Shes asking $1,000 but negotiated to $850. Ive attached some pics so let me know what you think! thanks


----------



## Darrin (Jul 11, 2011)

No title is a huge red flag, I wouldn't touch it myself. No title can very well mean there's another owner out there that would thank you for recovering their stolen goods and you are out $850. Of course she could actually own the trailer and simply lost the title but in that case she should go apply for a lost title then sell the trailer.


----------



## Cowgirls Boots (Apr 6, 2011)

Well she said she bought the trailer 6 years ago from someone in Rhone Island and something how they dont give the titles back to you in RI. -- who knows though


----------



## themacpack (Jul 16, 2009)

There are states where titles are not issued/required on trailers. I encountered this recently while shopping for trailers as we live right no the border of two states. The state we live in DOES use/issue titles, the state across the river does not. When I inquired with our BMV, where I would have to register the trailer, it was explained that I would simply need to apply for a title here in this state if/when I bought a trailer across the river. I would suggest contacting the DMV/BMV for the state(s) in question to inquire as to the specifics for those jurisdictions.


----------



## Cowgirls Boots (Apr 6, 2011)

Correct me if im wrong but i jsut looked on rhode islands DMV website and unless the trailer is over 3,000 pounds or newer then 2001 (that might only be for vehicles, not sure...) then they dont need a title.

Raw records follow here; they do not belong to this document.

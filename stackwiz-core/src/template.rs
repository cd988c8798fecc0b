//! Manifest and environment file rendering
//!
//! Rendering is a pure function of the validated stack and the optional override templates:
//! identical input always yields byte-identical output. Every `__TOKEN__` in a template must be
//! one of [`PLACEHOLDER_TOKENS`]; anything else fails rendering instead of leaking a literal
//! token into the manifest.

use std::collections::BTreeMap;
use std::sync::LazyLock;

use regex::{Captures, Regex};

use crate::error::{CoreError, CoreResult};
use crate::types::{StackKind, ValidatedStack};

pub const PLACEHOLDER_TOKENS: [&str; 8] = [
    "__APP_NAME__",
    "__APP_DOMAIN__",
    "__APP_IMAGE__",
    "__APP_PORT__",
    "__TRAEFIK_NETWORK__",
    "__TRAEFIK_ENTRYPOINT__",
    "__TRAEFIK_CERTRESOLVER__",
    "__SERVICE_NAME__",
];

pub const CUSTOM_ENV_HEADER: &str = "# Custom environment variables";

static PLACEHOLDER: LazyLock<Result<Regex, regex::Error>> =
    LazyLock::new(|| Regex::new(r"__[A-Z][A-Z0-9_]*?__"));

/// Per-kind template set and fixed parameters
#[derive(Debug)]
pub struct Archetype {
    pub manifest_template: &'static str,
    pub env_template: &'static str,
    /// Data-bearing directories created beside the manifest
    pub volume_dirs: &'static [&'static str],
    pub fixed_image: Option<&'static str>,
    pub fixed_port: Option<u16>,
}

static GENERIC: Archetype = Archetype {
    manifest_template: GENERIC_MANIFEST,
    env_template: GENERIC_ENV,
    volume_dirs: &["data", "config"],
    fixed_image: None,
    fixed_port: None,
};

static POCKETBASE: Archetype = Archetype {
    manifest_template: POCKETBASE_MANIFEST,
    env_template: POCKETBASE_ENV,
    volume_dirs: &["pb_data", "pb_public", "pb_migrations", "pb_hooks"],
    fixed_image: Some("ghcr.io/muchobien/pocketbase:latest"),
    fixed_port: Some(8090),
};

#[must_use]
pub fn archetype(kind: StackKind) -> &'static Archetype {
    match kind {
        StackKind::Generic => &GENERIC,
        StackKind::Pocketbase => &POCKETBASE,
    }
}

/// Replacement templates read from the templates directory
#[derive(Debug, Clone, Default, PartialEq, Eq)]
pub struct TemplateOverrides {
    pub manifest: Option<String>,
    pub env: Option<String>,
}

/// Rendered file contents
#[derive(Debug, Clone, PartialEq, Eq)]
pub struct RenderedStack {
    pub manifest: String,
    pub env: String,
}

/// Render the manifest and environment file for a validated stack.
pub fn render(stack: &ValidatedStack, overrides: &TemplateOverrides) -> CoreResult<RenderedStack> {
    let arch = archetype(stack.kind);
    let values = placeholder_values(stack);

    let manifest_template = overrides.manifest.as_deref().unwrap_or(arch.manifest_template);
    let env_template = overrides.env.as_deref().unwrap_or(arch.env_template);

    let manifest = substitute(manifest_template, &values, stack.kind, "manifest")?;
    let mut env = substitute(env_template, &values, stack.kind, "env")?;

    if !env.is_empty() && !env.ends_with('\n') {
        env.push('\n');
    }
    env.push_str("\n# StackWiz metadata\n");
    env.push_str("STACKWIZ_GENERATED=1\n");
    env.push_str(&format!("STACKWIZ_STACK_TYPE={}\n", stack.kind));

    if !stack.environment.is_empty() {
        env.push('\n');
        env.push_str(CUSTOM_ENV_HEADER);
        env.push('\n');
        for (key, value) in &stack.environment {
            env.push_str(&format!("{key}={value}\n"));
        }
    }

    Ok(RenderedStack { manifest, env })
}

fn placeholder_values(stack: &ValidatedStack) -> BTreeMap<&'static str, String> {
    BTreeMap::from([
        ("__APP_NAME__", stack.name.clone()),
        ("__APP_DOMAIN__", stack.domain.clone()),
        ("__APP_IMAGE__", stack.image.clone()),
        ("__APP_PORT__", stack.port.to_string()),
        ("__TRAEFIK_NETWORK__", stack.network.clone()),
        ("__TRAEFIK_ENTRYPOINT__", stack.entrypoint.clone()),
        ("__TRAEFIK_CERTRESOLVER__", stack.certresolver.clone()),
        ("__SERVICE_NAME__", stack.name.clone()),
    ])
}

fn placeholder_pattern() -> CoreResult<&'static Regex> {
    PLACEHOLDER
        .as_ref()
        .map_err(|e| CoreError::TemplateError(format!("invalid placeholder pattern: {e}")))
}

fn substitute(
    template: &str,
    values: &BTreeMap<&'static str, String>,
    kind: StackKind,
    which: &str,
) -> CoreResult<String> {
    let pattern = placeholder_pattern()?;

    let unknown: Vec<&str> = pattern
        .find_iter(template)
        .map(|m| m.as_str())
        .filter(|token| !values.contains_key(*token))
        .collect();
    if !unknown.is_empty() {
        return Err(CoreError::TemplateError(format!(
            "unknown placeholder(s) {} in {kind} {which} template",
            unknown.join(", ")
        )));
    }

    // Single pass: values are inserted verbatim and never rescanned
    Ok(pattern
        .replace_all(template, |caps: &Captures<'_>| {
            values.get(&caps[0]).cloned().unwrap_or_default()
        })
        .into_owned())
}

const GENERIC_MANIFEST: &str = r#"services:
  __SERVICE_NAME__:
    image: __APP_IMAGE__
    container_name: __APP_NAME__
    restart: unless-stopped
    env_file:
      - ./.env
    volumes:
      - ./data:/data
      - ./config:/config
    networks:
      - __TRAEFIK_NETWORK__
    labels:
      - "traefik.enable=true"
      - "traefik.docker.network=__TRAEFIK_NETWORK__"
      - "traefik.http.routers.__APP_NAME__.rule=Host(`__APP_DOMAIN__`)"
      - "traefik.http.routers.__APP_NAME__.entrypoints=__TRAEFIK_ENTRYPOINT__"
      - "traefik.http.routers.__APP_NAME__.tls=true"
      - "traefik.http.routers.__APP_NAME__.tls.certresolver=__TRAEFIK_CERTRESOLVER__"
      - "traefik.http.services.__APP_NAME__.loadbalancer.server.port=__APP_PORT__"

networks:
  __TRAEFIK_NETWORK__:
    external: true
"#;

const GENERIC_ENV: &str = "# Generated by StackWiz
APP_NAME=__APP_NAME__
APP_DOMAIN=__APP_DOMAIN__
APP_IMAGE=__APP_IMAGE__
APP_PORT=__APP_PORT__
TRAEFIK_NETWORK=__TRAEFIK_NETWORK__
";

const POCKETBASE_MANIFEST: &str = r#"services:
  __SERVICE_NAME__:
    image: __APP_IMAGE__
    container_name: __APP_NAME__
    restart: unless-stopped
    command: ["--encryptionEnv", "PB_ENCRYPTION_KEY"]
    env_file:
      - ./.env
    volumes:
      - ./pb_data:/pb_data
      - ./pb_public:/pb_public
      - ./pb_migrations:/pb_migrations
      - ./pb_hooks:/pb_hooks
    healthcheck:
      test: ["CMD", "wget", "--no-verbose", "--tries=1", "--spider", "http://localhost:__APP_PORT__/api/health"]
      interval: 30s
      timeout: 5s
      retries: 3
      start_period: 10s
    networks:
      - __TRAEFIK_NETWORK__
    labels:
      - "traefik.enable=true"
      - "traefik.docker.network=__TRAEFIK_NETWORK__"
      - "traefik.http.routers.__APP_NAME__.rule=Host(`__APP_DOMAIN__`)"
      - "traefik.http.routers.__APP_NAME__.entrypoints=__TRAEFIK_ENTRYPOINT__"
      - "traefik.http.routers.__APP_NAME__.tls=true"
      - "traefik.http.routers.__APP_NAME__.tls.certresolver=__TRAEFIK_CERTRESOLVER__"
      - "traefik.http.services.__APP_NAME__.loadbalancer.server.port=__APP_PORT__"

networks:
  __TRAEFIK_NETWORK__:
    external: true
"#;

const POCKETBASE_ENV: &str = "# PocketBase stack generated by StackWiz
APP_NAME=__APP_NAME__
APP_DOMAIN=__APP_DOMAIN__
APP_IMAGE=__APP_IMAGE__
APP_PORT=__APP_PORT__
PB_ADMIN_URL=https://__APP_DOMAIN__/_/
PB_API_URL=https://__APP_DOMAIN__/api/
";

The trailer is actually in CT right now. She bought it 6 years ago for $3,000 from a lady in RI. Should i ask for the vin and see if i can get it ran through the system or what should i do?

im kinda paranoid now haha. i was all excited to go see this trailer.


----------



## equiniphile (Aug 16, 2009)

In Ohio, trailers are not titled if they are under 4000lbs. This was changed from the previous 3,500lb limit. My flatbed is not titled because of this, but I do have a weight slip for it.


----------



## Cowgirls Boots (Apr 6, 2011)

I was just more worried that the trailer might be stolen because you never know without a title. But she is going to send me the vin so I doubt it's stolen
_Posted via Mobile Device_


----------



## Darrin (Jul 11, 2011)

Wow, didn't know some states don't require titles and licenses for trailers. New one for me.


----------



## CecilliaB (Jan 21, 2010)

SC doesnt require them either.


----------



## waresbear (Jun 18, 2011)

Geez, around here you need a bike trailer liscensed!


----------



## Darrin (Jul 11, 2011)

The only thing around here that is designed to go on roads and has wheels is bicycles and there's debate about licensing those.


----------